Fire at Japan nuclear plant

No radiation thought to have leaked from Kashiwazaki-Kariwa power station.

    The Kashiwazaki nuclear power plant has been closed following an earthquake in July 2007[EPA]

    It is the eighth fire to occur since the nuclear plant, the world's largest, was closed after being damaged by an earthquake in July 2007.

    Tepco 'warned'

    Kashiwazaki City's fire department warned Tepco twice late last year to step up fire prevention at the plant.

    The Nuclear and Industrial Safety Agency, which works under Japan's trade ministry,  on Thursday instructed Tepco to report on preventive measures it will take to avoid other such incidents.

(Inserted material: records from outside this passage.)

use std::collections::HashSet;

use tokio_util::sync::CancellationToken;

use crate::timer::{random_window, RandomizedTimer};

use super::{RoleCtx, RoleEvent, ELECTION_WINDOW};

/// A node running an election: it has voted for itself and is collecting
/// grants from the quorum observed at candidacy start. The election timer
/// restarts the election with a freshly randomized window if no majority
/// arrives in time, which breaks split-vote collisions.
pub struct Candidate {
    token: CancellationToken,
    timers: Vec<RandomizedTimer>,
    election_term: u64,
    quorum_at_start: usize,
    votes: HashSet<String>,
}

impl Candidate {
    pub fn new(election_term: u64, quorum_at_start: usize, self_id: &str) -> Self {
        let mut votes = HashSet::new();
        votes.insert(self_id.to_string());
        Self {
            token: CancellationToken::new(),
            timers: Vec::new(),
            election_term,
            quorum_at_start,
            votes,
        }
    }

    pub fn start(&mut self, ctx: &RoleCtx) {
        let events = ctx.events.clone();
        let base = ctx.heartbeat_base;
        self.timers.push(RandomizedTimer::spawn_scoped(
            self.token.clone(),
            move || random_window(base, ELECTION_WINDOW.0, ELECTION_WINDOW.1),
            move |window| {
                let _ = events.send(RoleEvent::ElectionTimeout { window });
            },
            false,
        ));
    }

    /// Record a grant. Returns true once a majority of the quorum
    /// snapshot has granted.
    pub fn record_grant(&mut self, peer: &str) -> bool {
        self.votes.insert(peer.to_string());
        self.has_majority()
    }

    pub fn has_majority(&self) -> bool {
        self.votes.len() >= self.quorum_at_start / 2 + 1
    }

    pub fn election_term(&self) -> u64 {
        self.election_term
    }

    pub fn votes(&self) -> usize {
        self.votes.len()
    }

    pub fn token(&self) -> &CancellationToken {
        &self.token
    }
}

#[cfg(test)]
mod tests {
    use super::*;

    #[test]
    fn majority_over_five_node_quorum() {
        let mut candidate = Candidate::new(2, 5, "a");
        assert_eq!(candidate.votes(), 1);
        assert!(!candidate.has_majority());

        assert!(!candidate.record_grant("b"));
        assert!(candidate.record_grant("c"));
        assert_eq!(candidate.votes(), 3);
    }

    #[test]
    fn duplicate_grants_count_once() {
        let mut candidate = Candidate::new(2, 5, "a");
        assert!(!candidate.record_grant("b"));
        assert!(!candidate.record_grant("b"));
        assert_eq!(candidate.votes(), 2);
    }

    #[test]
    fn two_grants_of_five_is_not_enough() {
        let mut candidate = Candidate::new(7, 5, "a");
        candidate.record_grant("b");
        assert!(!candidate.has_majority());
    }

    #[test]
    fn single_node_quorum_wins_immediately() {
        let candidate = Candidate::new(1, 1, "a");
        assert!(candidate.has_majority());
    }
}
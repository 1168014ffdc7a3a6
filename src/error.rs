use thiserror::Error;

#[derive(Error, Debug)]
pub enum ConsensusError {
    #[error("Not the leader, current leader is {0:?}")]
    NotLeader(Option<String>),

    #[error("RPC to {0} timed out")]
    TransportTimeout(String),

    #[error("Protocol violation: {0}")]
    ProtocolViolation(String),

    #[error("Non-contiguous ledger index: expected {expected}, got {got}")]
    NonContiguousIndex { expected: u64, got: u64 },

    #[error("Cannot truncate at {requested}: history before offset {offset} is evicted")]
    StaleTruncation { requested: u64, offset: u64 },

    #[error("Ledger index {index} out of range [{offset}, {end})")]
    OutOfRange { index: u64, offset: u64, end: u64 },

    #[error("Command not committed before the deadline")]
    CommitTimeout,

    #[error("Broker connection lost: {0}")]
    ConnectionLost(String),

    #[error("Transport error: {0}")]
    Transport(String),

    #[error("Core event loop is no longer running")]
    ChannelClosed,
}

pub type Result<T> = std::result::Result<T, ConsensusError>;
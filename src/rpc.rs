//! RPC envelopes and message bodies.
//!
//! The logical schema is `{mode, payload, trace?}`; the broker owns the
//! real wire encoding, so these types only fix the JSON-shaped layer the
//! transport serializes.

use serde::{Deserialize, Serialize};
use uuid::Uuid;

use crate::ledger::{Command, LogEntry};
use crate::membership::GossipMessage;
use crate::telemetry::TraceContext;

#[derive(Debug, Clone, PartialEq, Serialize, Deserialize)]
pub struct AppendEntriesRequest {
    pub term: u64,
    pub leader_id: String,
    pub prev_log_index: u64,
    pub prev_log_term: u64,
    pub entries: Vec<LogEntry>,
    pub leader_commit: u64,
}

#[derive(Debug, Clone, PartialEq, Serialize, Deserialize)]
pub struct AppendEntriesResponse {
    pub term: u64,
    pub success: bool,
    /// Follower's last log index, a resync hint for the leader.
    pub match_index: u64,
}

#[derive(Debug, Clone, PartialEq, Serialize, Deserialize)]
pub struct VoteRequest {
    pub term: u64,
    pub candidate_id: String,
    pub last_log_index: u64,
    pub last_log_term: u64,
}

#[derive(Debug, Clone, PartialEq, Serialize, Deserialize)]
pub struct VoteResponse {
    pub term: u64,
    pub granted: bool,
}

#[derive(Debug, Clone, PartialEq, Serialize, Deserialize)]
pub struct StoreRequest {
    /// Idempotency key: a replayed request resolves to the index the
    /// original append produced.
    pub request_id: Uuid,
    pub command: Command,
}

impl StoreRequest {
    pub fn new(command: Command) -> Self {
        Self {
            request_id: Uuid::new_v4(),
            command,
        }
    }
}

#[derive(Debug, Clone, PartialEq, Serialize, Deserialize)]
pub struct StoreResponse {
    pub index: u64,
    pub committed: bool,
}

/// Inbound RPC bodies, tagged by mode.
#[derive(Debug, Clone, PartialEq, Serialize, Deserialize)]
#[serde(tag = "mode", content = "payload")]
pub enum Request {
    AppendEntries(AppendEntriesRequest),
    RequestVote(VoteRequest),
    RequestStore(StoreRequest),
    Broadcast(GossipMessage),
}

impl Request {
    pub fn mode(&self) -> &'static str {
        match self {
            Request::AppendEntries(_) => "AppendEntries",
            Request::RequestVote(_) => "RequestVote",
            Request::RequestStore(_) => "RequestStore",
            Request::Broadcast(_) => "Broadcast",
        }
    }
}

/// Reply bodies, tagged the same way. `Ack` answers fire-and-forget
/// deliveries that carry no payload back.
#[derive(Debug, Clone, PartialEq, Serialize, Deserialize)]
#[serde(tag = "mode", content = "payload")]
pub enum Response {
    AppendEntries(AppendEntriesResponse),
    RequestVote(VoteResponse),
    RequestStore(StoreResponse),
    Ack,
}

/// One outbound message: a request body plus optional trace context.
/// Constructed fresh per call; owned by the transport once handed over.
#[derive(Debug, Clone, PartialEq, Serialize, Deserialize)]
pub struct Envelope {
    #[serde(flatten)]
    pub body: Request,
    #[serde(skip_serializing_if = "Option::is_none")]
    pub trace: Option<TraceContext>,
}

impl Envelope {
    pub fn new(body: Request) -> Self {
        Self { body, trace: None }
    }

    pub fn with_trace(body: Request, trace: TraceContext) -> Self {
        Self {
            body,
            trace: Some(trace),
        }
    }

    pub fn mode(&self) -> &'static str {
        self.body.mode()
    }
}

/// Subject for a point-to-point delivery.
pub fn direct(group: &str, peer_id: &str) -> String {
    format!("{group}.{peer_id}")
}

/// Subject reaching every peer sharing this node's role.
pub fn broadcast(group: &str) -> String {
    format!("{group}.*")
}

pub fn is_broadcast(subject: &str) -> bool {
    subject.ends_with(".*")
}

#[cfg(test)]
mod tests {
    use super::*;

    #[test]
    fn envelope_serializes_mode_and_payload() {
        let env = Envelope::new(Request::RequestVote(VoteRequest {
            term: 3,
            candidate_id: "node-2".to_string(),
            last_log_index: 9,
            last_log_term: 2,
        }));
        let value = serde_json::to_value(&env).unwrap();
        assert_eq!(value["mode"], "RequestVote");
        assert_eq!(value["payload"]["candidate_id"], "node-2");
        assert!(value.get("trace").is_none());

        let back: Envelope = serde_json::from_value(value).unwrap();
        assert_eq!(back, env);
    }

    #[test]
    fn envelope_round_trips_trace_context() {
        let trace = TraceContext::root();
        let env = Envelope::with_trace(
            Request::Broadcast(GossipMessage {
                peer_id: "node-3".to_string(),
                joining: true,
            }),
            trace.clone(),
        );
        let json = serde_json::to_string(&env).unwrap();
        let back: Envelope = serde_json::from_str(&json).unwrap();
        assert_eq!(back.trace, Some(trace));
    }

    #[test]
    fn unknown_mode_fails_to_parse() {
        let raw = serde_json::json!({ "mode": "Teleport", "payload": {} });
        assert!(serde_json::from_value::<Envelope>(raw).is_err());
    }

    #[test]
    fn subjects() {
        assert_eq!(direct("consensus", "node-2"), "consensus.node-2");
        assert_eq!(broadcast("consensus"), "consensus.*");
        assert!(is_broadcast("consensus.*"));
        assert!(!is_broadcast("consensus.node-2"));
    }
}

    The incident comes after Tepco, the largest power producer in Asia, sought permission to restart the number seven generator at the quake-hit Kashiwazaki-Kariwa plant.

    Despite receiving central government approval last month, Tepco still needs approval from three local authorities: Niigata Prefecture, the city of Kashiwazaki, and the village of Kariwa - in order to restart the generator.

    Restart 'likely'

    Tepco is likely to get the go-ahead from the local governments for the number seven unit to restart by March 14, according to Hirofumi Kawachi, a senior analyst at Mizuho Investors Securities.

    Tepco was warned twice last year to step up fire prevention at the plant
    "Because they evaluate the safety of each generator separately, [the fire] is unlikely to cast any particular damper on the number seven unit restart," Kawachi said.

    Tepco has declined comment on when the plant may resume operations.

    Civic groups opposing a restart of the generator submitted a petition with up to 600,000 signatures to Tepco last month, the company said.

    Japan is a heavy user of nuclear energy and the firm's Kashiwazaki-Kariwa plant was meant to answer more than 3% of the nation's energy needs.

    But the government - under pressure from the International Energy Agency to examine the plant - has demanded it should be closed until it is proved that safety requirements can be met.

    Continued purchase of substitute sources of energy including expensive oil and coal are expected to add to the firm's costs.